To preface I'm using Debian Wheezy with kernel 3.2 on an AMD64 chipset. My machine has two Xeon E5-2690 cores. I set up the boot parameters so that all the cores on one CPU are dedicated to a single process. To do this I've set isolcpus=8,9,10,11,12,13,14,15 in grub.
So far, so good. Now let's say I want to use the isolated CPUs for a given command, to be simple I'll just use a simple infinite loop:
$ taskset -c 8-15 bash -c 'while true ; do echo hello >/dev/null; done' &
So far so good, top shows that core 8 spins up to near 100% utilization. Now let's say I launch that command again:
$ taskset -c 8-15 bash -c 'while true ; do echo hello >/dev/null; done' &
Now top shows that cores 9-15 remain idle and the two processes are sharing core 8. If instead I do this:
$ taskset -c 8 bash -c 'while true ; do echo hello >/dev/null; done' &
$ taskset -c 9 bash -c 'while true ; do echo hello >/dev/null; done' &
Cores 8 and 9 each get 100% utilization as they should. This only applies to isolcpus because the same taskset with cores 1-7 properly spreads the processes over the relevant cores. Furthermore "taskset -p" shows that the affinity mask for the 8-15 processes are set correctly. It appears the kernel scheduler refuses to use anything but the lowest core specified on an isolcpus affinity mask.

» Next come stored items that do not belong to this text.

//! # cafe-core: Pure Business Logic for the OfficeCafe Catalog
//!
//! Catalog entities (categories, units, taxes, products) and the pricing
//! rules derived from them, as pure functions with zero I/O dependencies.
//!
//! ## Architecture Position
//! ```text
//! ┌─────────────────────────────────────────────────────────────────────────┐
//! │                     OfficeCafe Catalog Architecture                     │
//! │                                                                         │
//! │  ┌─────────────────────────────────────────────────────────────────┐   │
//! │  │                 API layer (list / retrieve)                     │   │
//! │  │          serves ProductView JSON with derived tax totals        │   │
//! │  └─────────────────────────────┬───────────────────────────────────┘   │
//! │                                │                                        │
//! │  ┌─────────────────────────────▼───────────────────────────────────┐   │
//! │  │               ★ cafe-core (THIS CRATE) ★                        │   │
//! │  │                                                                 │   │
//! │  │   ┌───────────┐  ┌───────────┐  ┌───────────┐  ┌───────────┐  │   │
//! │  │   │ category  │  │  product  │  │  pricing  │  │   authz   │  │   │
//! │  │   │   unit    │  │  detail   │  │   money   │  │ business  │  │   │
//! │  │   │    tax    │  │   view    │  │ TaxMode   │  │ Decision  │  │   │
//! │  │   └───────────┘  └───────────┘  └───────────┘  └───────────┘  │   │
//! │  │                                                                 │   │
//! │  │   NO I/O • NO DATABASE • NO NETWORK • PURE FUNCTIONS           │   │
//! │  └─────────────────────────────────────────────────────────────────┘   │
//! │                                │                                        │
//! │  ┌─────────────────────────────▼───────────────────────────────────┐   │
//! │  │                    cafe-db (Database Layer)                     │   │
//! │  │              SQLite queries, migrations, repositories           │   │
//! │  └─────────────────────────────────────────────────────────────────┘   │
//! └─────────────────────────────────────────────────────────────────────────┘
//! ```
//!
//! ## Modules
//!
//! - [`category`], [`unit`], [`tax`], [`product`], [`image`] - Catalog entities
//! - [`pricing`] - Tax computation for inclusive / exclusive prices
//! - [`money`] - Decimal prices and rounding (no floating point!)
//! - [`business`], [`authz`] - Business ownership and access decisions
//! - [`validation`] - Field rules
//! - [`error`] - Domain error types
//!
//! ## Example Usage
//!
//! ```rust
//! use cafe_core::money::Price;
//! use cafe_core::pricing::{compute_tax, TaxMode};
//! use rust_decimal::Decimal;
//!
//! let price = Price::new(Decimal::new(100, 0)).unwrap();
//! let tax = compute_tax(price, TaxMode::Inclusive, Decimal::new(18, 0)).unwrap();
//! assert_eq!(tax.to_string(), "15.25");
//! ```

// =============================================================================
// Module Declarations
// =============================================================================

pub mod authz;
pub mod business;
pub mod category;
pub mod error;
pub mod id;
pub mod image;
pub mod money;
pub mod pricing;
pub mod product;
pub mod tax;
pub mod unit;
pub mod validation;

// =============================================================================
// Re-exports for Convenience
// =============================================================================

pub use category::Category;
pub use error::{CoreError, CoreResult, ValidationError};
pub use id::{BusinessId, CategoryId, ProductId, ProductImageId, TaxId, UnitId, UserId};
pub use image::ProductImage;
pub use money::Price;
pub use pricing::TaxMode;
pub use product::{NewProduct, Product, ProductDetail, ProductView};
pub use tax::{Tax, TaxClass};
pub use unit::UnitOfMeasurement;

// =============================================================================
// Crate-Level Constants
// =============================================================================

/// Maximum length of entity names (category, product, tax, unit).
pub const NAME_MAX_LENGTH: usize = 254;

/// Maximum length of a product SKU, excluding the category prefix.
pub const SKU_MAX_LENGTH: usize = 28;

/// Maximum length of a category SKU prefix.
pub const SKU_PREFIX_MAX_LENGTH: usize = 4;

/// Maximum length of an HSN code.
pub const HSN_MAX_LENGTH: usize = 6;

/// Decimal places allowed in a tax percentage.
pub const PERCENTAGE_SCALE: u32 = 3;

Now normally this wouldn't be a big deal with my above examples, just specify individual cores for each process. However I want to run a highly multithreaded application on the dedicated CPU. I want to specify the core set and have the thread pool automatically use, without having to individually reset the processor affinity for each individual thread that's spawned.
Does anyone have any idea how to get the scheduler to give me more than one core from the isolcpu set?